An artist in me - pottery experience / part 1


There are days when I feel grateful that anorexia entered my life.

There are days when I do not like to admit how much darkness, pain and despair it brought.

There are days when I think about it as a gift, a chance that I was given. It only depends on me whether I take it or not. It can only be me who makes this choice… Do I want to stay in my internal, dark box or do I want to use all the strength I have to get out, to feel, to experience all shades of my emotions, to truly live?


Today is a day when I see hope. Today is a day when I see a chance. My chance to connect with this little, abandoned girl inside me. A chance to meet myself again. A chance to allow myself to be curious, to discover, to explore. Today is my birthday and an opportunity to try something new! Today is full of bright colours!

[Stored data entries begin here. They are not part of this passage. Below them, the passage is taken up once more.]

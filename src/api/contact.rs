use crate::api::AppState;
use crate::api::schemas::contact::{SubmissionAccepted, SubmissionFailed, SubmissionRejected};
use crate::core::submission_service::{ACCEPTED_MESSAGE, SubmissionOutcome};
use axum::{
    Json,
    extract::{Request, State},
    http::StatusCode,
    response::{IntoResponse, Response},
};

/// Answers a CORS pre-flight. No body and no content type.
pub async fn preflight(State(state): State<AppState>) -> impl IntoResponse {
    tracing::debug!("Answering CORS pre-flight");
    (StatusCode::NO_CONTENT, state.cors.to_header_map())
}

/// Accepts one contact form submission.
///
/// The body is read as raw bytes so that an unparseable payload is reported
/// as a processing failure rather than an extractor rejection.
pub async fn submit(State(state): State<AppState>, request: Request) -> Response {
    let (parts, body) = request.into_parts();
    let source_address = state.source_address.resolve(&parts);

    let outcome = match axum::body::to_bytes(body, state.max_body_bytes).await {
        Ok(bytes) => state.submission_service.submit(&bytes, source_address.as_deref()).await,
        Err(e) => {
            tracing::error!(error = %e, "Failed to read submission body");
            SubmissionOutcome::failed(e)
        }
    };

    let mut response = outcome_response(outcome);
    state.cors.apply(response.headers_mut());
    response
}

fn outcome_response(outcome: SubmissionOutcome) -> Response {
    match outcome {
        SubmissionOutcome::Accepted { submission_id } => (
            StatusCode::OK,
            Json(SubmissionAccepted { message: ACCEPTED_MESSAGE.to_string(), submission_id }),
        )
            .into_response(),
        SubmissionOutcome::Rejected { message } => {
            (StatusCode::BAD_REQUEST, Json(SubmissionRejected { message })).into_response()
        }
        SubmissionOutcome::Failed { message, error } => {
            (StatusCode::INTERNAL_SERVER_ERROR, Json(SubmissionFailed { message, error })).into_response()
        }
    }
}
use serde::Serialize;
use thiserror::Error;

#[derive(Debug, Clone, Copy, PartialEq, Eq)]
pub enum FormField {
    Name,
    Email,
    Phone,
    Message,
}

/// Raw values as typed into the form.
#[derive(Debug, Clone, Default, PartialEq, Eq)]
pub struct ContactForm {
    pub name: String,
    pub email: String,
    pub phone: String,
    pub message: String,
}

/// Trimmed, validated values ready to send. `phone` is always present, even
/// when empty.
#[derive(Debug, Clone, PartialEq, Eq, Serialize)]
pub struct ContactPayload {
    pub name: String,
    pub email: String,
    pub phone: String,
    pub message: String,
}

#[derive(Error, Debug, Clone, Copy, PartialEq, Eq)]
pub enum FormError {
    #[error("Please enter your name")]
    MissingName,
    #[error("Please enter a valid email address")]
    InvalidEmail,
    #[error("Please enter your phone number")]
    MissingPhone,
    #[error("Please enter your message")]
    MissingMessage,
}

impl FormError {
    /// The field that should receive focus.
    #[must_use]
    pub const fn field(self) -> FormField {
        match self {
            Self::MissingName => FormField::Name,
            Self::InvalidEmail => FormField::Email,
            Self::MissingPhone => FormField::Phone,
            Self::MissingMessage => FormField::Message,
        }
    }
}

impl ContactForm {
    /// Checks name, email, phone, message in that order and stops at the
    /// first failure. The email check is only a coarse `@` and `.` test.
    ///
    /// # Errors
    /// Returns the first failing field's [`FormError`].
    pub fn validate(&self, phone_required: bool) -> Result<ContactPayload, FormError> {
        let name = self.name.trim();
        let email = self.email.trim();
        let phone = self.phone.trim();
        let message = self.message.trim();

        if name.is_empty() {
            return Err(FormError::MissingName);
        }
        if email.is_empty() || !email.contains('@') || !email.contains('.') {
            return Err(FormError::InvalidEmail);
        }
        if phone_required && phone.is_empty() {
            return Err(FormError::MissingPhone);
        }
        if message.is_empty() {
            return Err(FormError::MissingMessage);
        }

        Ok(ContactPayload {
            name: name.to_string(),
            email: email.to_string(),
            phone: phone.to_string(),
            message: message.to_string(),
        })
    }
}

My husband Ollie and I are on our way to join a pottery experience! I would never expect to be interested in this sort of activity, but I must admit that I am actually more than interested. I am super excited! I feel like a little child who is ready for the biggest adventure of its life! I feel like I want to jump, dance, shout, and bounce. I cannot wait! :)

The intensity of my emotions is new, different and powerful. It moves through my whole body, it hugs me from inside. If living a full life feels this way I want more! I am ready to take it. I am ready for the whole rainbow.


We arrive a few minutes early. I jump out of the car and head straight to the building.

From outside it looks like a little bit of magic in the middle of a street full of grey houses. The entrance is bright and colourful which fills my heart with warmth and joy. Little bunches of flowers look at me from the quirky pots. Two old fashioned bikes lean against the wall and add character to the whole scenery. Unexpectedly I feel like I am being transferred to a happier place. It is pink, calm and safe. I pause to notice my experience. I want to remember this sensation. I smile to myself and Ollie.


I press a handle and go inside through a blue, twisted door. I look around. I see pieces of art. I am surrounded by mugs, plates, trays, bowls and even more colours! More joy! More fun! I almost shake from the excitement. It is intense, overwhelming. I smile again. I am touched. Not long ago smiling was not an option and the only colour I saw was black. Baby steps through my recovery led me to a new place inside me. The place where I see more, I feel more, I notice more and I breathe it all. My connection. My hope. It takes everything I have to hold onto that hope, to remember it when the world goes dark again…


After introductions and explanations of the activity I sit down ready to make a bowl. I place my hands on clay. Surprisingly the texture is smooth and silky. I think I expected something different, more solid. I like the smoothness. I do my best to pay attention to the teacher’s voice and follow the instructions, but I realise that my mind starts to wander. I realise that I don’t listen to the teacher anymore. I switch to using my own imagination. I go through a process of creating something out of a piece of what looks like mud. It is like a journey. It feels like my journey. A journey through life. A journey through recovery. I observe, I touch, I wonder, I explore, I discover. I need to go slow, pay attention, and put in some effort to form a shape. I am in my world, I am an architect, I create…


Slowly I come back to reality. I look at my piece of art. It is wonky and misshapen. It cannot compete with my husband’s work which looks more like a bowl, but I love it. It is not perfect and it doesn't have to be. It is mine. It is enough. Every day I do my best to remember that similar to my bowl I do not have to be perfect. I am me and I am enough.